Parola del giorno:«chi non accoglie il regno di Dio come lo accoglie un bambino».

Sabato: VII settimana del Tempo Ordinario

Dal Vangelo secondo Marco  (Mc 10, 13-16)  

In quel tempo, presentavano a Gesù dei bambini perché li toccasse, ma i discepoli li rimproverarono.
Gesù, al vedere questo, s’indignò e disse loro: «Lasciate che i bambini vengano a me, non glielo impedite: a chi è come loro infatti appartiene il regno di Dio. In verità io vi dico: chi non accoglie il regno di Dio come lo accoglie un bambino, non entrerà in esso».
E, prendendoli tra le braccia, li benediceva, ponendo le mani su di loro.

Commento di Suor Doriana
Gesù, il piccolo per eccellenza, colui che da Dio si è fatto nulla, piccolo, povero, oggi lo ritroviamo in mezzo ai bambini. Per ben tre volte vengono nominati, per essere toccati, li prende tra le braccia, li benedice, impone loro le mani.
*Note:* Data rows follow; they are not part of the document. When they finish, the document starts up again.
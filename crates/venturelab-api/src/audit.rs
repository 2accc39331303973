use tracing::{error, info, warn};
use uuid::Uuid;

/// Security-relevant outcomes, emitted as structured `tracing` events under
/// the `security` target.
#[derive(Debug, Clone)]
pub enum SecurityEvent {
    AuthenticationFailure {
        ip_address: String,
        reason: String,
    },
    AuthenticationSuccess {
        user_id: Uuid,
        ip_address: String,
        method: &'static str,
    },
    PermissionDenied {
        user_id: Uuid,
        resource: String,
        required_tier: String,
    },
    AdminAccess {
        user_id: Uuid,
        action: String,
        resource: String,
    },
    RateLimitExceeded {
        user_id: Option<Uuid>,
        ip_address: String,
        feature: String,
    },
    ContentBlocked {
        user_id: Uuid,
        feature: String,
        stage: &'static str,
        category: String,
    },
    ContentFlagged {
        user_id: Uuid,
        feature: String,
        categories: Vec<String>,
    },
}

pub struct SecurityLogger;

impl SecurityLogger {
    pub fn log_event(event: SecurityEvent) {
        match event {
            SecurityEvent::AuthenticationFailure { ip_address, reason } => {
                warn!(
                    target: "security",
                    ip_address = %ip_address,
                    reason = %reason,
                    "Authentication failure"
                );
            }
            SecurityEvent::AuthenticationSuccess {
                user_id,
                ip_address,
                method,
            } => {
                info!(
                    target: "security",
                    user_id = %user_id,
                    ip_address = %ip_address,
                    method,
                    "Authentication success"
                );
            }
            SecurityEvent::PermissionDenied {
                user_id,
                resource,
                required_tier,
            } => {
                warn!(
                    target: "security",
                    user_id = %user_id,
                    resource = %resource,
                    required_tier = %required_tier,
                    "Permission denied"
                );
            }
            SecurityEvent::AdminAccess {
                user_id,
                action,
                resource,
            } => {
                info!(
                    target: "security",
                    user_id = %user_id,
                    action = %action,
                    resource = %resource,
                    "Admin access"
                );
            }
            SecurityEvent::RateLimitExceeded {
                user_id,
                ip_address,
                feature,
            } => {
                warn!(
                    target: "security",
                    user_id = ?user_id,
                    ip_address = %ip_address,
                    feature = %feature,
                    "Rate limit exceeded"
                );
            }
            SecurityEvent::ContentBlocked {
                user_id,
                feature,
                stage,
                category,
            } => {
                error!(
                    target: "security",
                    user_id = %user_id,
                    feature = %feature,
                    stage,
                    category = %category,
                    "Content blocked by moderation"
                );
            }
            SecurityEvent::ContentFlagged {
                user_id,
                feature,
                categories,
            } => {
                warn!(
                    target: "security",
                    user_id = %user_id,
                    feature = %feature,
                    categories = ?categories,
                    "Suspicious content allowed through"
                );
            }
        }
    }
}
Quanti gesti colmi di accoglienza, tenerezza, attenzione scaturiscono dal cuore di Gesù. Ma al centro del brano un messaggio fondamentale: il regno di Dio appartiene ai piccoli e sono i piccoli che vi entrano. Essere piccoli significa accostarsi agli altri con la certezza che è più quello che si riceve che quello che si dà. Saper attendere, saper chiedere, non temere di mostrarsi deboli, fragili, poveri, bisognosi. E spesso abbiamo più bisogno di tenerezza, di carezze, di gesti di accoglienza che di pane. Perché ciò che colma il nostro essere è solo l’amore totale e gratuito di Dio che in Gesù si rende tangibile, anche attraverso i suoi discepoli.